§ EXTRACTED ENTRIES
use std::sync::mpsc::Sender;

use tokio::{
    runtime::Handle,
    sync::{broadcast, watch},
};

use crate::{domain::events::{PushEvent, PushTable}, usecases::contracts::Subscription};

const PUSH_RELAY_STARTED: &str = "PUSH_RELAY_STARTED";
const PUSH_RELAY_STOPPED: &str = "PUSH_RELAY_STOPPED";
const PUSH_RELAY_STOP_SIGNAL_SENT: &str = "PUSH_RELAY_STOP_SIGNAL_SENT";
const PUSH_RELAY_SINK_CLOSED: &str = "PUSH_RELAY_SINK_CLOSED";
const PUSH_RELAY_LAGGED: &str = "PUSH_RELAY_LAGGED";

/// Forwards one table's broadcast feed into the shell's event channel until
/// dropped.
#[derive(Debug)]
pub struct PushRelay {
    table: PushTable,
    stop_tx: Option<watch::Sender<bool>>,
}

impl PushRelay {
    pub fn start(
        runtime: &Handle,
        table: PushTable,
        feed: broadcast::Receiver<PushEvent>,
        sink: Sender<PushEvent>,
    ) -> Self {
        let (stop_tx, stop_rx) = watch::channel(false);
        runtime.spawn(run_relay(table, feed, sink, stop_rx));

        tracing::info!(
            code = PUSH_RELAY_STARTED,
            table = table.as_label(),
            "push relay started"
        );

        Self {
            table,
            stop_tx: Some(stop_tx),
        }
    }
}

impl Subscription for PushRelay {
    fn table(&self) -> PushTable {
        self.table
    }
}

impl Drop for PushRelay {
    fn drop(&mut self) {
        if let Some(stop_tx) = self.stop_tx.take() {
            let _ = stop_tx.send(true);
            tracing::info!(
                code = PUSH_RELAY_STOP_SIGNAL_SENT,
                table = self.table.as_label(),
                "push relay stop signal sent"
            );
        }
    }
}

async fn run_relay(
    table: PushTable,
    mut feed: broadcast::Receiver<PushEvent>,
    sink: Sender<PushEvent>,
    mut stop_rx: watch::Receiver<bool>,
) {
    loop {
        tokio::select! {
            changed = stop_rx.changed() => {
                if changed.is_err() || *stop_rx.borrow() {
                    tracing::info!(
                        code = PUSH_RELAY_STOPPED,
                        table = table.as_label(),
                        "push relay stopped"
                    );
                    return;
                }
            }
            received = feed.recv() => {
                match received {
                    Ok(event) if event.table == table => {
                        if sink.send(event).is_err() {
                            tracing::warn!(
                                code = PUSH_RELAY_SINK_CLOSED,
                                table = table.as_label(),
                                "push relay sink closed"
                            );
                            return;
                        }
                    }
                    Ok(_) => {}
                    Err(broadcast::error::RecvError::Lagged(skipped)) => {
                        tracing::warn!(
                            code = PUSH_RELAY_LAGGED,
                            table = table.as_label(),
                            skipped,
                            "push relay fell behind; events were skipped"
                        );
                    }
                    Err(broadcast::error::RecvError::Closed) => {
                        tracing::info!(
                            code = PUSH_RELAY_STOPPED,
                            table = table.as_label(),
                            "push feed closed"
                        );
                        return;
                    }
                }
            }
        }
    }
}

#[cfg(test)]
mod tests {
    use std::{sync::mpsc, time::Duration};

    use tokio::runtime::Runtime;

    use super::*;

    fn runtime() -> Runtime {
        tokio::runtime::Builder::new_multi_thread()
            .worker_threads(1)
            .enable_all()
            .build()
            .expect("runtime should build")
    }

    fn event(table: PushTable) -> PushEvent {
        PushEvent::insert(table, &serde_json::json!({"user_id": "bob"})).expect("event should build")
    }

    #[test]
    fn forwards_events_of_its_table_only() {
        let runtime = runtime();
        let (feed_tx, feed_rx) = broadcast::channel(16);
        let (sink_tx, sink_rx) = mpsc::channel();
        let _relay = PushRelay::start(runtime.handle(), PushTable::Typing, feed_rx, sink_tx);

        feed_tx.send(event(PushTable::Presence)).expect("feed should accept");
        feed_tx.send(event(PushTable::Typing)).expect("feed should accept");

        let received = sink_rx
            .recv_timeout(Duration::from_secs(2))
            .expect("typing event should be relayed");
        assert_eq!(received.table, PushTable::Typing);
        assert!(sink_rx.recv_timeout(Duration::from_millis(100)).is_err());
    }

    #[test]
    fn dropping_relay_stops_forwarding() {
        let runtime = runtime();
        let (feed_tx, feed_rx) = broadcast::channel(16);
        let (sink_tx, sink_rx) = mpsc::channel();
        let relay = PushRelay::start(runtime.handle(), PushTable::Messages, feed_rx, sink_tx);

        drop(relay);

        // The relay task owns the sink; once it exits the channel disconnects.
        let _ = feed_tx.send(event(PushTable::Messages));
        let mut disconnected = false;
        for _ in 0..20 {
            match sink_rx.recv_timeout(Duration::from_millis(100)) {
                Err(mpsc::RecvTimeoutError::Disconnected) => {
                    disconnected = true;
                    break;
                }
                _ => continue,
            }
        }
        assert!(disconnected);
    }
}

§ WORK INSTRUCTION
Exact copies of all the records are required.

§ OUTPUT
use std::sync::mpsc::Sender;

use tokio::{
    runtime::Handle,
    sync::{broadcast, watch},
};

use crate::{domain::events::{PushEvent, PushTable}, usecases::contracts::Subscription};

const PUSH_RELAY_STARTED: &str = "PUSH_RELAY_STARTED";
const PUSH_RELAY_STOPPED: &str = "PUSH_RELAY_STOPPED";
const PUSH_RELAY_STOP_SIGNAL_SENT: &str = "PUSH_RELAY_STOP_SIGNAL_SENT";
const PUSH_RELAY_SINK_CLOSED: &str = "PUSH_RELAY_SINK_CLOSED";
const PUSH_RELAY_LAGGED: &str = "PUSH_RELAY_LAGGED";

/// Forwards one table's broadcast feed into the shell's event channel until
/// dropped.
#[derive(Debug)]
pub struct PushRelay {
    table: PushTable,
    stop_tx: Option<watch::Sender<bool>>,
}

impl PushRelay {
    pub fn start(
        runtime: &Handle,
        table: PushTable,
        feed: broadcast::Receiver<PushEvent>,
        sink: Sender<PushEvent>,
    ) -> Self {
        let (stop_tx, stop_rx) = watch::channel(false);
        runtime.spawn(run_relay(table, feed, sink, stop_rx));

        tracing::info!(
            code = PUSH_RELAY_STARTED,
            table = table.as_label(),
            "push relay started"
        );

        Self {
            table,
            stop_tx: Some(stop_tx),
        }
    }
}

impl Subscription for PushRelay {
    fn table(&self) -> PushTable {
        self.table
    }
}

impl Drop for PushRelay {
    fn drop(&mut self) {
        if let Some(stop_tx) = self.stop_tx.take() {
            let _ = stop_tx.send(true);
            tracing::info!(
                code = PUSH_RELAY_STOP_SIGNAL_SENT,
                table = self.table.as_label(),
                "push relay stop signal sent"
            );
        }
    }
}

async fn run_relay(
    table: PushTable,
    mut feed: broadcast::Receiver<PushEvent>,
    sink: Sender<PushEvent>,
    mut stop_rx: watch::Receiver<bool>,
) {
    loop {
        tokio::select! {
            changed = stop_rx.changed() => {
                if changed.is_err() || *stop_rx.borrow() {
                    tracing::info!(
                        code = PUSH_RELAY_STOPPED,
                        table = table.as_label(),
                        "push relay stopped"
                    );
                    return;
                }
            }
            received = feed.recv() => {
                match received {
                    Ok(event) if event.table == table => {
                        if sink.send(event).is_err() {
                            tracing::warn!(
                                code = PUSH_RELAY_SINK_CLOSED,
                                table = table.as_label(),
                                "push relay sink closed"
                            );
                            return;
                        }
                    }
                    Ok(_) => {}
                    Err(broadcast::error::RecvError::Lagged(skipped)) => {
                        tracing::warn!(
                            code = PUSH_RELAY_LAGGED,
                            table = table.as_label(),
                            skipped,
                            "push relay fell behind; events were skipped"
                        );
                    }
                    Err(broadcast::error::RecvError::Closed) => {
                        tracing::info!(
                            code = PUSH_RELAY_STOPPED,
                            table = table.as_label(),
                            "push feed closed"
                        );
                        return;
                    }
                }
            }
        }
    }
}

#[cfg(test)]
mod tests {
    use std::{sync::mpsc, time::Duration};

    use tokio::runtime::Runtime;

    use super::*;

    fn runtime() -> Runtime {
        tokio::runtime::Builder::new_multi_thread()
            .worker_threads(1)
            .enable_all()
            .build()
            .expect("runtime should build")
    }

    fn event(table: PushTable) -> PushEvent {
        PushEvent::insert(table, &serde_json::json!({"user_id": "bob"})).expect("event should build")
    }

    #[test]
    fn forwards_events_of_its_table_only() {
        let runtime = runtime();
        let (feed_tx, feed_rx) = broadcast::channel(16);
        let (sink_tx, sink_rx) = mpsc::channel();
        let _relay = PushRelay::start(runtime.handle(), PushTable::Typing, feed_rx, sink_tx);

        feed_tx.send(event(PushTable::Presence)).expect("feed should accept");
        feed_tx.send(event(PushTable::Typing)).expect("feed should accept");

        let received = sink_rx
            .recv_timeout(Duration::from_secs(2))
            .expect("typing event should be relayed");
        assert_eq!(received.table, PushTable::Typing);
        assert!(sink_rx.recv_timeout(Duration::from_millis(100)).is_err());
    }

    #[test]
    fn dropping_relay_stops_forwarding() {
        let runtime = runtime();
        let (feed_tx, feed_rx) = broadcast::channel(16);
        let (sink_tx, sink_rx) = mpsc::channel();
        let relay = PushRelay::start(runtime.handle(), PushTable::Messages, feed_rx, sink_tx);

        drop(relay);

        // The relay task owns the sink; once it exits the channel disconnects.
        let _ = feed_tx.send(event(PushTable::Messages));
        let mut disconnected = false;
        for _ in 0..20 {
            match sink_rx.recv_timeout(Duration::from_millis(100)) {
                Err(mpsc::RecvTimeoutError::Disconnected) => {
                    disconnected = true;
                    break;
                }
                _ => continue,
            }
        }
        assert!(disconnected);
    }
}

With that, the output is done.